On Wed, 22 Nov 2017 07:58:19 -0800
Ralph Devoe <rgdevoe at gmail.com> wrote:

>       I've been working on a simple, low-cost, direct-digital method for
> measuring the Allan variance of frequency standards. It's based on a
> Digilent oscilloscope (Analog Discovery, <$300) and uses a short Python
> routine to get a resolution of 3 x 10(-13) in one second. This corresponds
> to a noise level of 300 fs, one or two orders of magnitude better than a
> typical counter. The details are in a paper submitted to the Review of
> Scientific Instruments and posted at arXiv:1711.07917 .

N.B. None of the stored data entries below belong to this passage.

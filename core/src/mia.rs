use std::collections::BTreeMap;

use chrono::{DateTime, Utc};

use crate::metrics::{
    classified_weeks_total, duplicate_week_records_total, malformed_week_ids_total, METRICS,
};
use crate::models::WeeklyRecord;
use crate::types::{ClassifiedWeek, WeekClassification};
use crate::week::{full_week_range, week_id_of_instant, WeekId};

/// Slår opp poster på uke. Ugyldig uke-id logges, telles og hoppes over.
/// Ved duplikater vinner den første.
pub(crate) fn index_records(records: &[WeeklyRecord]) -> BTreeMap<WeekId, &WeeklyRecord> {
    let mut by_week = BTreeMap::new();
    for rec in records {
        let week = match rec.week() {
            Ok(w) => w,
            Err(e) => {
                log::warn!("skipping weekly record: {e}");
                malformed_week_ids_total(&METRICS).inc();
                continue;
            }
        };
        if by_week.contains_key(&week) {
            log::warn!("duplicate weekly record for {week}, keeping the first");
            duplicate_week_records_total(&METRICS).inc();
            continue;
        }
        by_week.insert(week, rec);
    }
    by_week
}

/// Klassifiser én uke.
///
/// Uker før innmelding er `NoGoal`. Ellers er uka `Met` når mål og begge
/// faktiske tall finnes; alt annet er `MIA` i passerte uker og `Pending`
/// i inneværende uke.
pub fn classify_week(
    week: WeekId,
    record: Option<&WeeklyRecord>,
    join_week: WeekId,
    current_week: WeekId,
) -> WeekClassification {
    if week < join_week {
        return WeekClassification::NoGoal;
    }
    match record {
        Some(r) if r.has_goal() && r.has_all_actuals() => WeekClassification::Met,
        _ if week < current_week => WeekClassification::Mia,
        _ => WeekClassification::Pending,
    }
}

/// Går hele rekka fra innmeldingsuke til inneværende uke (med hull)
/// og klassifiserer hver uke. Poster utenfor rekka ignoreres.
pub fn classify_weeks(
    records: &[WeeklyRecord],
    join_week: WeekId,
    current_week: WeekId,
) -> Vec<ClassifiedWeek> {
    let by_week = index_records(records);

    let out: Vec<ClassifiedWeek> = full_week_range(join_week, current_week)
        .into_iter()
        .map(|week| {
            let record = by_week.get(&week).copied();
            let classification = classify_week(week, record, join_week, current_week);
            ClassifiedWeek {
                week_id: week,
                classification,
                record: record.cloned(),
            }
        })
        .collect();

    // ett oppslag per klasse, ikke per uke
    for class in [
        WeekClassification::Met,
        WeekClassification::Pending,
        WeekClassification::Mia,
        WeekClassification::NoGoal,
    ] {
        let n = out.iter().filter(|w| w.classification == class).count() as u64;
        if n > 0 {
            classified_weeks_total(&METRICS, class).inc_by(n);
        }
    }

    log::debug!(
        "classified {} weeks ({join_week}..={current_week}) from {} records",
        out.len(),
        records.len()
    );
    out
}

/// Antall MIA-uker, inkludert uker uten noen innsending.
pub fn mia_count(records: &[WeeklyRecord], join_week: WeekId, current_week: WeekId) -> usize {
    classify_weeks(records, join_week, current_week)
        .iter()
        .filter(|w| w.classification == WeekClassification::Mia)
        .count()
}

/// MIA talt kun fra lagrede poster (mål satt, faktiske tall mangler, uka passert).
/// Ser ikke uker uten innsending, og underteller derfor. Brukes som sammenligningsgrunnlag.
pub fn recorded_mia_count(records: &[WeeklyRecord], current_week: WeekId) -> usize {
    index_records(records)
        .into_iter()
        .filter(|(week, rec)| *week < current_week && rec.has_goal() && !rec.has_all_actuals())
        .count()
}

/// Innmeldingsuke: fra `joined_at` hvis satt, ellers tidligste gyldige post.
/// Et `joined_at` utenfor gyldige år logges og behandles som manglende.
pub fn join_week(joined_at: Option<&DateTime<Utc>>, records: &[WeeklyRecord]) -> Option<WeekId> {
    let from_profile = joined_at.and_then(|at| match week_id_of_instant(at) {
        Ok(week) => Some(week),
        Err(e) => {
            log::warn!("ignoring joinedAt {at}: {e}");
            None
        }
    });
    from_profile.or_else(|| records.iter().filter_map(|r| r.week().ok()).min())
}

#[cfg(test)]
mod tests {
    use super::*;

    fn w(s: &str) -> WeekId {
        s.parse().unwrap()
    }

    #[test]
    fn index_skips_bad_ids_and_keeps_first_duplicate() {
        let first = WeeklyRecord::new(w("2025-W03")).with_goal(10.0, 100.0);
        let second = WeeklyRecord::new(w("2025-W03")).with_goal(99.0, 99.0);
        let bad = WeeklyRecord {
            week_id: "week three".into(),
            ..Default::default()
        };
        let records = vec![first.clone(), bad, second];

        let idx = index_records(&records);
        assert_eq!(idx.len(), 1);
        assert_eq!(idx[&w("2025-W03")], &first);
    }

    #[test]
    fn weeks_before_join_are_no_goal() {
        let c = classify_week(w("2024-W49"), None, w("2024-W50"), w("2025-W02"));
        assert_eq!(c, WeekClassification::NoGoal);
    }
}
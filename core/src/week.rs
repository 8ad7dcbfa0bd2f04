use std::fmt;
use std::str::FromStr;

use chrono::{DateTime, Datelike, Duration, NaiveDate, TimeZone, Weekday};
use serde::{Deserialize, Deserializer, Serialize, Serializer};

use crate::error::WeekError;

/// Laveste/høyeste år vi godtar i tekstform (4 siffer).
pub const MIN_YEAR: i32 = 1;
pub const MAX_YEAR: i32 = 9999;

/// ISO-8601 uke: `{year}-W{ww}`.
///
/// Sammenligning skjer numerisk på (år, uke), aldri som streng.
/// Feltrekkefølgen er derfor viktig for `Ord`.
#[derive(Debug, Clone, Copy, PartialEq, Eq, PartialOrd, Ord, Hash)]
pub struct WeekId {
    year: i32,
    week: u32,
}

impl WeekId {
    /// Validerer at uka finnes i ISO-året (1..=52 eller 1..=53).
    pub fn new(year: i32, week: u32) -> Result<Self, WeekError> {
        if !(MIN_YEAR..=MAX_YEAR).contains(&year) {
            return Err(WeekError::YearOutOfRange(year));
        }
        if week == 0 || week > iso_weeks_in_year(year) {
            return Err(WeekError::WeekOutOfRange { year, week });
        }
        Ok(Self { year, week })
    }

    pub fn year(&self) -> i32 {
        self.year
    }

    pub fn week(&self) -> u32 {
        self.week
    }

    /// Mandagen i uka.
    pub fn monday(&self) -> NaiveDate {
        NaiveDate::from_isoywd_opt(self.year, self.week, Weekday::Mon)
            .expect("WeekId is validated on construction")
    }

    /// Neste uke, med korrekt overgang etter uke 52/53.
    pub fn next(&self) -> WeekId {
        if self.week < iso_weeks_in_year(self.year) {
            WeekId { year: self.year, week: self.week + 1 }
        } else {
            WeekId { year: self.year + 1, week: 1 }
        }
    }

    /// Antall hele uker fra `self` til `later` (negativt hvis `later` ligger før).
    pub fn weeks_until(&self, later: WeekId) -> i64 {
        (later.monday() - self.monday()).num_days() / 7
    }
}

impl fmt::Display for WeekId {
    fn fmt(&self, f: &mut fmt::Formatter<'_>) -> fmt::Result {
        write!(f, "{}-W{:02}", self.year, self.week)
    }
}

impl FromStr for WeekId {
    type Err = WeekError;

    fn from_str(s: &str) -> Result<Self, Self::Err> {
        let bad = || WeekError::InvalidFormat(s.to_string());
        let (y, w) = s.trim().split_once("-W").ok_or_else(bad)?;

        let digits = |x: &str, max_len: usize| {
            !x.is_empty() && x.len() <= max_len && x.bytes().all(|b| b.is_ascii_digit())
        };
        if !digits(y, 4) || !digits(w, 2) {
            return Err(bad());
        }

        let year: i32 = y.parse().map_err(|_| bad())?;
        let week: u32 = w.parse().map_err(|_| bad())?;
        WeekId::new(year, week)
    }
}

impl Serialize for WeekId {
    fn serialize<S: Serializer>(&self, serializer: S) -> Result<S::Ok, S::Error> {
        serializer.collect_str(self)
    }
}

impl<'de> Deserialize<'de> for WeekId {
    fn deserialize<D: Deserializer<'de>>(deserializer: D) -> Result<Self, D::Error> {
        let raw = String::deserialize(deserializer)?;
        raw.parse().map_err(serde::de::Error::custom)
    }
}

/// Antall ISO-uker i et år: 53 hvis 1. januar er torsdag,
/// eller hvis det er skuddår og 1. januar er onsdag. Ellers 52.
pub fn iso_weeks_in_year(year: i32) -> u32 {
    let Some(jan1) = NaiveDate::from_ymd_opt(year, 1, 1) else {
        return 52;
    };
    let leap = NaiveDate::from_ymd_opt(year, 2, 29).is_some();
    match jan1.weekday() {
        Weekday::Thu => 53,
        Weekday::Wed if leap => 53,
        _ => 52,
    }
}

#[inline]
fn ceil_div(n: i64, d: i64) -> i64 {
    -((-n).div_euclid(d))
}

/// Kalenderdato → ISO-uke.
///
/// 1) flytt datoen til torsdagen i sin egen uke (mandag = dag 0)
/// 2) 4. januar i torsdagens år er ankeret for uke 1
/// 3) uke = 1 + ceil((dager fra ankeret - 3 + ankerets ukedag) / 7)
///
/// Datoer tidlig i januar som hører til forrige års siste uke får
/// forrige år via torsdagsflyttingen.
///
/// ISO-år utenfor `MIN_YEAR..=MAX_YEAR` gir `YearOutOfRange`, slik at
/// alt vi returnerer kan skrives og leses tilbake som `YYYY-Www`.
pub fn week_id_of(date: NaiveDate) -> Result<WeekId, WeekError> {
    let wd = date.weekday().num_days_from_sunday() as i64; // 0 = søndag
    let thursday = date
        .checked_add_signed(Duration::days(3 - (wd + 6) % 7))
        .ok_or(WeekError::YearOutOfRange(date.year()))?;
    if !(MIN_YEAR..=MAX_YEAR).contains(&thursday.year()) {
        return Err(WeekError::YearOutOfRange(thursday.year()));
    }

    // 4. januar samme år som torsdagen
    let week1 = thursday - Duration::days(thursday.ordinal0() as i64 - 3);
    let week1_wd = week1.weekday().num_days_from_sunday() as i64;

    let days = (thursday - week1).num_days();
    let week = 1 + ceil_div(days - 3 + (week1_wd + 6) % 7, 7);

    Ok(WeekId {
        year: thursday.year(),
        week: week as u32,
    })
}

/// Tidspunkt → ISO-uke. Klokkeslett strippes i tidssonen tidspunktet bærer.
pub fn week_id_of_instant<Tz: TimeZone>(at: &DateTime<Tz>) -> Result<WeekId, WeekError> {
    week_id_of(at.date_naive())
}

/// Alle uker fra `start` til `end`, begge inkludert, uten hull.
/// Mellomliggende år får sitt faktiske antall ISO-uker (52 eller 53).
/// Tom vektor hvis `start > end`.
pub fn full_week_range(start: WeekId, end: WeekId) -> Vec<WeekId> {
    if start > end {
        return Vec::new();
    }

    let mut out = Vec::with_capacity(start.weeks_until(end) as usize + 1);
    for year in start.year..=end.year {
        let first = if year == start.year { start.week } else { 1 };
        let last = if year == end.year { end.week } else { iso_weeks_in_year(year) };
        for week in first..=last {
            out.push(WeekId { year, week });
        }
    }
    out
}

#[cfg(test)]
mod tests {
    use super::*;

    #[test]
    fn ceil_div_rounds_towards_positive_infinity() {
        assert_eq!(ceil_div(14, 7), 2);
        assert_eq!(ceil_div(15, 7), 3);
        assert_eq!(ceil_div(0, 7), 0);
        assert_eq!(ceil_div(-3, 7), 0);
    }

    #[test]
    fn next_rolls_over_after_last_week() {
        let w = WeekId::new(2020, 53).unwrap();
        assert_eq!(w.next(), WeekId::new(2021, 1).unwrap());

        let w = WeekId::new(2021, 52).unwrap();
        assert_eq!(w.next(), WeekId::new(2022, 1).unwrap());
    }
}
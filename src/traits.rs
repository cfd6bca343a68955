use palette::cast::ArrayCast;

/// A color type that can be viewed as an array of `N` components of type `Component`.
///
/// This is automatically implemented for all of the `palette` color types with the right layout,
/// e.g., `Srgb<u8>` is `ColorComponents<u8, 3>`.
pub trait ColorComponents<Component, const N: usize>:
    ArrayCast<Array = [Component; N]> + Copy + 'static
{
}

impl<Color, Component, const N: usize> ColorComponents<Component, N> for Color where
    Color: ArrayCast<Array = [Component; N]> + Copy + 'static
{
}

/// An 8-bit RGB color type that the k-means quantizer can cluster.
pub trait Rgb8: ColorComponents<u8, 3> + Send + Sync {}

impl<Color> Rgb8 for Color where Color: ColorComponents<u8, 3> + Send + Sync {}
#![allow(dead_code)]

use std::{
    path::{Path, PathBuf},
    sync::OnceLock,
};

use image::{Rgb, RgbImage};
use rand::{Rng, SeedableRng};
use rand_xoshiro::Xoroshiro128PlusPlus;

/// Set to a directory of images to benchmark on real photos instead of synthetic images.
pub const IMAGE_DIR_VAR: &str = "KPALETTE_BENCH_IMAGES";

pub fn load_images(images: &[PathBuf]) -> Vec<(String, RgbImage)> {
    images
        .iter()
        .map(|path| {
            kpalette::open_image(path).map(|image| {
                (
                    path.file_name().unwrap().to_owned().into_string().unwrap(),
                    image,
                )
            })
        })
        .collect::<Result<_, _>>()
        .expect("loaded each image")
}

pub fn load_image_dir(dir: impl AsRef<Path>) -> Vec<(String, RgbImage)> {
    let mut paths = std::fs::read_dir(dir)
        .expect("read img directory")
        .collect::<Result<Vec<_>, _>>()
        .expect("read each file")
        .iter()
        .map(std::fs::DirEntry::path)
        .collect::<Vec<_>>();

    paths.sort();

    load_images(&paths)
}

/// A smooth two dimensional gradient with some per pixel noise,
/// so that there are many but not only unique colors.
pub fn synthetic_image(width: u32, height: u32, seed: u64) -> RgbImage {
    let mut rng = Xoroshiro128PlusPlus::seed_from_u64(seed);
    RgbImage::from_fn(width, height, |x, y| {
        let r = (x * 255 / width.max(1)) as u8;
        let g = (y * 255 / height.max(1)) as u8;
        let b = ((x + y) * 127 / (width + height).max(1)) as u8;
        let noise: u8 = rng.gen_range(0..8);
        Rgb([r.saturating_add(noise), g.saturating_add(noise), b ^ (noise & 3)])
    })
}

pub fn synthetic_images() -> Vec<(String, RgbImage)> {
    [(480, 270), (960, 540), (1920, 1080)]
        .into_iter()
        .enumerate()
        .map(|(seed, (w, h))| (format!("synthetic_{w}x{h}"), synthetic_image(w, h, seed as u64)))
        .collect()
}

static BENCH_IMAGES: OnceLock<Vec<(String, RgbImage)>> = OnceLock::new();

pub fn bench_images() -> &'static [(String, RgbImage)] {
    BENCH_IMAGES.get_or_init(|| match std::env::var_os(IMAGE_DIR_VAR) {
        Some(dir) => load_image_dir(dir),
        None => synthetic_images(),
    })
}
//! Color quantization using k-means clustering (Lloyd's algorithm).
//!
//! Each run is seeded with a greedy, count-weighted k-means++ and then alternates between
//! assigning every color to its nearest centroid and moving every centroid to the mean of its colors.
//! A run stops once no color changes cluster, once the total squared centroid shift drops to
//! [`KmeansOptions::tolerance`], or after [`KmeansOptions::max_iterations`] iterations.
//!
//! Results are fully determined by the input, the number of clusters, and the [`KmeansOptions`]
//! (including the seed), and the parallel functions return exactly the same output
//! as their single-threaded counterparts.
//!
//! # Examples
//! ```
//! # use kpalette::{kmeans::{self, KmeansOptions}, ColorSlice};
//! # use palette::Srgb;
//! # fn main() -> Result<(), kpalette::Error> {
//! let pixels = vec![
//!     Srgb::new(0, 0, 0),
//!     Srgb::new(0, 0, 0),
//!     Srgb::new(255, 255, 255),
//!     Srgb::new(255, 255, 255),
//! ];
//! let colors = ColorSlice::try_from(pixels.as_slice())?;
//!
//! let output = kmeans::quantize(colors, 2, &KmeansOptions::new().seed(42))?;
//! assert_eq!(output.labels[0], output.labels[1]);
//! assert_ne!(output.labels[1], output.labels[2]);
//! # Ok(())
//! # }
//! ```

mod lloyd;
mod plus_plus;

use crate::{
    AboveMaxLen, ColorCounts, ColorSlice, Error, IndexedColorCounts, QuantizeOutput, Rgb8,
    MAX_PIXELS,
};
use lloyd::State;
use palette::cast;
use rand::SeedableRng;
use rand_xoshiro::Xoroshiro128PlusPlus;
use std::array;
use tracing::debug;
use wide::{f32x8, CmpLt};
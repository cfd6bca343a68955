//! Contains the crate-wide [`Error`] type.

use crate::AboveMaxLen;
#[cfg(feature = "image")]
use std::path::PathBuf;
use thiserror::Error;

/// The errors that can occur while quantizing, reconstructing, or composing images.
#[derive(Debug, Error)]
pub enum Error {
    /// The requested number of clusters was `0` or greater than the number of pixels.
    #[error("invalid cluster count {k}, expected a value in the range 1..={max}")]
    InvalidClusterCount {
        /// The requested number of clusters.
        k: u32,
        /// The maximum number of clusters, i.e., the number of pixels.
        max: u32,
    },
    /// No pixels were provided to the quantizer.
    #[error("cannot quantize an empty set of pixels")]
    EmptyInput,
    /// The number of labels does not match the dimensions of the image.
    #[error("got {len} labels for an image of {width}x{height} pixels")]
    ShapeMismatch {
        /// The number of labels or pixels provided.
        len: usize,
        /// The expected width.
        width: u32,
        /// The expected height.
        height: u32,
    },
    /// A label does not refer to a color in the palette.
    #[error("label {label} is out of range for a palette of {palette_len} colors")]
    LabelOutOfRange {
        /// The offending label.
        label: u32,
        /// The number of colors in the palette.
        palette_len: usize,
    },
    /// Two images cannot be placed side by side because their heights differ.
    #[error("cannot place an image of height {right} next to an image of height {left}")]
    DimensionMismatch {
        /// The height of the left image.
        left: u32,
        /// The height of the right image.
        right: u32,
    },
    /// Two images placed side by side would be wider than `u32::MAX` pixels.
    #[error("cannot place an image of width {right} next to an image of width {left}, the result is too wide")]
    WidthOverflow {
        /// The width of the left image.
        left: u32,
        /// The width of the right image.
        right: u32,
    },
    /// The input has more pixels than supported.
    #[error("too many pixels: {0}")]
    TooManyPixels(#[from] AboveMaxLen<u32>),
    /// The image file could not be opened or decoded.
    #[cfg(feature = "image")]
    #[error("failed to decode image {}", .path.display())]
    ImageDecode {
        /// The path of the image file.
        path: PathBuf,
        /// The underlying decoding error.
        #[source]
        source: image::ImageError,
    },
    /// The image could not be encoded or written to disk.
    #[cfg(feature = "image")]
    #[error("failed to write image {}", .path.display())]
    ImageWrite {
        /// The path of the output file.
        path: PathBuf,
        /// The underlying encoding or I/O error.
        #[source]
        source: image::ImageError,
    },
}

I guess, you are asking for comments, so here are some:

> The DD method has minimal dependence on analog circuit issues, but
> requires substantial hardware and firmware to perform the I/Q
> demodulation, synthesize the local oscillators, and process the
> data through the digital logic.

This is not true. The logic needed for the mixing process is minimal
and easily done [1]. It is actually so fast that you can do it on
your PC in realtime as well. Ie you could just pipe those 100Msps
your system gets into your PC, and do the DD method there. Though
that would be a huge waste of resources. It's much more efficient
to have the tiny bit of logic in an FPGA (which you need anyways
to interface the ADC to the PC) and do the down-conversion and
decimation there.

Additionally, your method has to synthesize a local signal as well
and not just once, but many times until a fit is found.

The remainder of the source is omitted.